Trying to build and run the repo, and on running I am getting this runtime error:
2019-02-21 02:14:18,430 maskrcnn_benchmark.trainer INFO: Start training
Traceback (most recent call last):
File "tools/train_net.py", line 174, in <module>
main()
File "tools/train_net.py", line 167, in main
model = train(cfg, args.local_rank, args.distributed)
File "tools/train_net.py", line 73, in train
arguments,
File "/raid/sanjay/maskrcnn-benchmark/maskrcnn_benchmark/engine/trainer.py", line 66, in do_train
loss_dict = model(images, targets)
File "/raid/sanjay/.conda/envs/nightly/lib/python3.6/site-packages/torch/nn/modules/module.py", line 492, in __call__
result = self.forward(*input, **kwargs)
File "/raid/sanjay/maskrcnn-benchmark/maskrcnn_benchmark/modeling/detector/generalized_rcnn.py", line 50, in forward
proposals, proposal_losses = self.rpn(images, features, targets)

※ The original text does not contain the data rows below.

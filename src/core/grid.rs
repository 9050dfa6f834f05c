use crate::core::config::GridConfig;
use crate::core::errors::{Result, SimError};

/// Immutable uniform spatial discretization shared by all modules.
///
/// Construction is the only mutation point. The grid hands out zero-filled
/// field buffers aligned to its points and interpolates arbitrary coordinates
/// against such a buffer.
#[derive(Debug, Clone)]
pub struct Grid {
    r_min: f64,
    r_max: f64,
    points: Vec<f64>,
}

impl Grid {
    /// Build a grid of `n` uniformly spaced points over `[r_min, r_max]`.
    pub fn new(config: &GridConfig) -> Result<Self> {
        if config.n < 2 {
            return Err(SimError::Configuration(format!(
                "grid needs at least 2 points, got {}",
                config.n
            )));
        }
        if !(config.r_max > config.r_min) {
            return Err(SimError::Configuration(format!(
                "grid bounds invalid: r_min = {}, r_max = {}",
                config.r_min, config.r_max
            )));
        }

        let dr = (config.r_max - config.r_min) / (config.n - 1) as f64;
        let points = (0..config.n)
            .map(|i| config.r_min + i as f64 * dr)
            .collect();

        Ok(Self {
            r_min: config.r_min,
            r_max: config.r_max,
            points,
        })
    }

    pub fn num_points(&self) -> usize {
        self.points.len()
    }

    pub fn r_min(&self) -> f64 {
        self.r_min
    }

    pub fn r_max(&self) -> f64 {
        self.r_max
    }

    /// Spacing between adjacent sample points.
    pub fn cell_size(&self) -> f64 {
        (self.r_max - self.r_min) / (self.points.len() - 1) as f64
    }

    /// Position of sample `i`.
    pub fn coordinate_of(&self, i: usize) -> f64 {
        self.points[i]
    }

    /// All sample positions, in order.
    pub fn coordinates(&self) -> &[f64] {
        &self.points
    }

    /// New zero-initialized field buffer aligned to this grid.
    pub fn generate_field(&self) -> Vec<f64> {
        vec![0.0; self.points.len()]
    }

    /// Linearly interpolate `field` at coordinate `x`.
    ///
    /// `field` must be grid-aligned (one value per sample point). Coordinates
    /// outside `[r_min, r_max]` fail; there is no clamping.
    pub fn interpolate(&self, field: &[f64], x: f64) -> Result<f64> {
        debug_assert_eq!(field.len(), self.points.len());

        if x < self.r_min || x > self.r_max {
            return Err(SimError::OutOfDomain {
                x,
                r_min: self.r_min,
                r_max: self.r_max,
            });
        }

        let dr = self.cell_size();
        let offset = (x - self.r_min) / dr;
        // Clamp so x == r_max lands in the last cell instead of one past it.
        let i = (offset.floor() as usize).min(self.points.len() - 2);
        let frac = offset - i as f64;

        Ok(field[i] * (1.0 - frac) + field[i + 1] * frac)
    }
}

File "/raid/sanjay/.conda/envs/nightly/lib/python3.6/site-packages/torch/nn/modules/module.py", line 492, in __call__
result = self.forward(*input, **kwargs)
File "/raid/sanjay/maskrcnn-benchmark/maskrcnn_benchmark/modeling/rpn/rpn.py", line 159, in forward
return self._forward_train(anchors, objectness, rpn_box_regression, targets)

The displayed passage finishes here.